Don’t let someone guilt you over your food choices.

You’re at Sunday brunch with friends. Everyone is laughing and browsing the menu. When it comes time to order, you have a decision to make. Do you choose the low-cal option — egg white omelet with veggies? Or go for the decadent treat — stuffed French toast with a side of bacon?

No matter what you order, you know someone will have something to say. It could be a comment about how healthy your diet is. Or someone might casually note that you’re “being bad” if you opt for the high-calorie treat.

These are all examples of food shaming, which can take the form of a “compliment” or a criticism.

Tricky, right? But it happens all the time. So, know what to do when it happens to you.

What is “food shaming”?

Food shaming or guilting happens when someone judges or criticizes what another person eats, either intentionally or unintentionally. It can cause stress, embarrassment or guilt.

Judgments about someone else’s food choices stem from diet culture — the mindset that being thin matters above all else. “Diet culture examines food under a microscope, placing more nutritious or lower calorie foods on a pedestal,” explains Carolyn Finnerty, RDN, “and making anything else seem ‘bad’ or off-limits.”

Food shaming comes in a few forms including:

Comments: Making remarks about another’s food choices: “Are you going to eat all that?” or “You eat like a bird.”

Thoughts: Having an internal dialogue about what someone else eats. “I wish I had her metabolism,” or “I should probably skip an appetizer tonight.”

Behavioral changes: Letting others influence your food choices. For example, ordering a grilled chicken breast for lunch when you actually want pizza because you think your co-workers may choose lighter meals.

Why do people food shame others?

Food shaming may be based on the idea that certain foods are “bad” or “good.” But such a thing doesn’t exist — food doesn’t have a moral aspect. Labeling a certain type of food creates an atmosphere of criticism, which can lead to food guilting.

All foods can fit into a healthy diet. In fact, avoiding certain food you’ve labeled as “bad” only increases the desire for that food, which can lead to bingeing or overeating when you allow yourself to eat it.

You’ve probably heard of a “cheat day,” when someone allows themselves to overindulge on foods they restrict on “good” days. But cheat days can end up leaving you sick, bloated, sluggish or uncomfortable. Allowing yourself to eat these foods when you crave them will decrease the need to overeat.

How to deal with food shaming

When someone chimes in on your food choices, they may not mean to be hurtful.

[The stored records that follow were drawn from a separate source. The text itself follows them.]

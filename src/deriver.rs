//! The address derivation pipeline.
//!
//! Process:
//! 1. Serialize the public point (`marker || X || Y`, 65 bytes)
//! 2. SHA-256, then RIPEMD-160 of the result (20-byte content digest)
//! 3. Prefix the version byte (21-byte payload)
//! 4. Append the first 4 bytes of the payload's double SHA-256 (25 bytes)
//! 5. Base58-encode the result

use rayon::prelude::*;
use tracing::debug;

use crate::config::Config;
use crate::crypto::{hash, Address, AddressBytes, PublicPoint, VersionedPayload};
use crate::error::Result;
use crate::provider::KeyMaterial;
use crate::serializer::{self, SerializedPublicKey};

/// Every intermediate value of one derivation.
#[derive(Debug, Clone, PartialEq, Eq)]
pub struct Derivation {
    pub serialized: SerializedPublicKey,
    pub content_digest: [u8; 20],
    pub payload: VersionedPayload,
    pub checksum: [u8; 4],
    pub address_bytes: AddressBytes,
    pub address: Address,
}

/// Derives addresses under a validated [`Config`].
#[derive(Debug, Clone)]
pub struct AddressDeriver {
    config: Config,
}

impl AddressDeriver {
    /// Creates a deriver, rejecting inconsistent configurations up front.
    pub fn new(config: Config) -> Result<Self> {
        config.check_serialization()?;
        config.validate()?;
        Ok(Self { config })
    }

    pub fn config(&self) -> &Config {
        &self.config
    }

    /// Runs the full pipeline on a public point.
    pub fn derive_from_point(&self, point: &PublicPoint) -> Result<Derivation> {
        let serialized = serializer::serialize(point, self.config.curve, self.config.marker)?;
        let content_digest = hash::hash160(serialized.as_bytes());
        let payload = VersionedPayload::new(self.config.version, &content_digest);
        let address_bytes = AddressBytes::from_payload(&payload);
        let address = address_bytes.to_address();

        debug!(
            curve = %self.config.curve,
            version = self.config.version,
            digest = %hex::encode(content_digest),
            %address,
            "derived address"
        );

        Ok(Derivation {
            serialized,
            content_digest,
            payload,
            checksum: address_bytes.checksum(),
            address_bytes,
            address,
        })
    }

    /// Requests a fresh public key from `keys` and derives its address.
    pub fn derive<K: KeyMaterial + ?Sized>(&self, keys: &K) -> Result<Address> {
        let point = keys.generate_public_key(self.config.curve)?;
        self.derive_from_point(&point).map(|d| d.address)
    }

    /// Derives the address of each point in parallel, preserving input order.
    pub fn derive_batch(&self, points: &[PublicPoint]) -> Vec<Result<Address>> {
        points
            .par_iter()
            .map(|point| self.derive_from_point(point).map(|d| d.address))
            .collect()
    }
}

#[cfg(test)]
mod tests {
    use super::*;
    use crate::config::Network;
    use crate::crypto::{Curve, Keypair};
    use crate::provider::SecretKeyMaterial;
    use crate::Error;

    fn secret(n: u8) -> [u8; 32] {
        let mut secret = [0u8; 32];
        secret[31] = n;
        secret
    }

    fn generator() -> PublicPoint {
        Keypair::from_secret_key(Curve::Secp256k1, secret(1))
            .unwrap()
            .into_public_point()
    }

    #[test]
    fn test_known_address_secret_one() {
        let deriver = AddressDeriver::new(Config::default()).unwrap();
        let derivation = deriver.derive_from_point(&generator()).unwrap();

        assert_eq!(
            hex::encode(derivation.content_digest),
            "91b24bf9f5288532960ac687abb035127b1d28a5"
        );
        assert_eq!(
            derivation.address_bytes.to_hex(),
            "0091b24bf9f5288532960ac687abb035127b1d28a50074ffe0"
        );
        assert_eq!(derivation.checksum, [0x00, 0x74, 0xff, 0xe0]);
        assert_eq!(derivation.address.as_str(), "1EHNa6Q4Jz2uvNExL497mE43ikXhwF6kZm");
    }

    #[test]
    fn test_testnet_address() {
        let deriver = AddressDeriver::new(Config::for_network(Network::Testnet)).unwrap();
        let address = deriver.derive(&SecretKeyMaterial::new(secret(1))).unwrap();
        assert_eq!(address.as_str(), "mtoKs9V381UAhUia3d7Vb9GNak8Qvmcsme");
    }

    #[test]
    fn test_hybrid_marker_address() {
        let deriver = AddressDeriver::new(Config::default().with_marker(0x06)).unwrap();
        let address = deriver.derive(&SecretKeyMaterial::new(secret(1))).unwrap();
        assert_eq!(address.as_str(), "1H7NX5uHwz2Ks5JSqeDcUpvRPNubMhLoLN");
    }

    #[test]
    fn test_p256_address() {
        let deriver = AddressDeriver::new(Config::default().with_curve(Curve::P256)).unwrap();
        let address = deriver.derive(&SecretKeyMaterial::new(secret(1))).unwrap();
        assert_eq!(address.as_str(), "181hWi59qk5Uxxi9jZysHvYVE8B8a6sPVJ");
    }

    #[test]
    fn test_fixed_lengths() {
        let deriver = AddressDeriver::new(Config::default()).unwrap();
        let derivation = deriver.derive_from_point(&generator()).unwrap();
        assert_eq!(derivation.serialized.as_bytes().len(), 65);
        assert_eq!(derivation.payload.as_bytes().len(), 21);
        assert_eq!(derivation.address_bytes.as_bytes().len(), 25);
    }

    #[test]
    fn test_checksum_round_trip() {
        let deriver = AddressDeriver::new(Config::default()).unwrap();
        let derivation = deriver.derive_from_point(&generator()).unwrap();
        let bytes = derivation.address_bytes.as_bytes();
        assert_eq!(hash::checksum(&bytes[..21]), bytes[21..]);
    }

    #[test]
    fn test_compressed_marker_fails_fast() {
        let err = AddressDeriver::new(Config::default().with_marker(0x02)).unwrap_err();
        assert!(matches!(err, Error::InvalidKey(_)));

        let err = AddressDeriver::new(Config::default().with_workers(0)).unwrap_err();
        assert!(matches!(err, Error::Config(_)));
    }

    #[test]
    fn test_key_generation_error_propagates() {
        let deriver = AddressDeriver::new(Config::default()).unwrap();
        let failing =
            |_: Curve| -> Result<PublicPoint> { Err(Error::KeyGeneration("no entropy".into())) };
        assert!(matches!(
            deriver.derive(&failing),
            Err(Error::KeyGeneration(_))
        ));
    }

    #[test]
    fn test_batch_preserves_order() {
        let deriver = AddressDeriver::new(Config::default()).unwrap();
        let points: Vec<PublicPoint> = (1..=8)
            .map(|i| {
                Keypair::from_secret_key(Curve::Secp256k1, secret(i))
                    .unwrap()
                    .into_public_point()
            })
            .collect();

        let batch = deriver.derive_batch(&points);
        assert_eq!(batch.len(), points.len());
        for (point, result) in points.iter().zip(batch) {
            let expected = deriver.derive_from_point(point).unwrap().address;
            assert_eq!(result.unwrap(), expected);
        }
    }

    #[test]
    fn test_batch_reports_bad_points() {
        let deriver = AddressDeriver::new(Config::default()).unwrap();
        let points = vec![generator(), PublicPoint::new(vec![1], vec![2])];
        let batch = deriver.derive_batch(&points);
        assert!(batch[0].is_ok());
        assert!(matches!(batch[1], Err(Error::InvalidKey(_))));
    }
}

But even the most well-intentioned comment about your cuisine can cut like a knife.

Deflect the critiques — and change your own attitudes, too.

  1. Speak up. If someone’s comments are upsetting, tell them. Whether it’s your well-meaning mother-in-law pushing a second helping or a friend commenting on your weekend snacking habits, ask them to stop, politely but firmly, if necessary.
  2. Change the subject. Not comfortable with what you’re hearing? Change the dialogue. You could talk about your favorite new song, weekend plans or the weather. But creating a diversion can be a good way to stop negative food talk.
  3. Explain. Defending your actions may help stop the comments. If the other person questions why you’ve turned down those hors d’oeuvres, give them a short explanation. And if someone’s policing your portion sizes, tell them you’re hungry and move on.
  4. Spread positivity. Think your friend’s burrito looks good? Tell them. And, to take the pressure off someone who may be struggling with what they eat, remind them of the importance of honoring their cravings.
  5. Reframe your mindset. Instead of thinking certain foods are off-limits, consider the idea that all food is just that — food. Some foods are more nutritious than others, but all food can fit into your diet. Understanding there are no good or bad foods can change the way you look at what you eat.
  6. Make room for things you love. Don’t deprive yourself of foods you enjoy just because diet culture has deemed them “bad.” Removing moral judgments from food is an important step in creating a healthy relationship with it. Enjoy your favorite dessert or snack in moderation. If you allow yourself these things, you won’t have the urge to binge or overindulge in them. Instead, they’ll be considered a part of an overall healthy diet.
  7. Go easy on yourself. There’s no such thing as a perfect diet, and there doesn’t need to be. If you’re unhappy with the food choices you’ve made, ask yourself why. If it’s due to a belief rooted in diet culture, reframe your mindset. If you feel physically uncomfortable after a food choice, remind yourself it will pass and use it as a learning experience. Leave today’s food choices behind you and focus on making new ones tomorrow that will leave you feeling satisfied and physically comfortable.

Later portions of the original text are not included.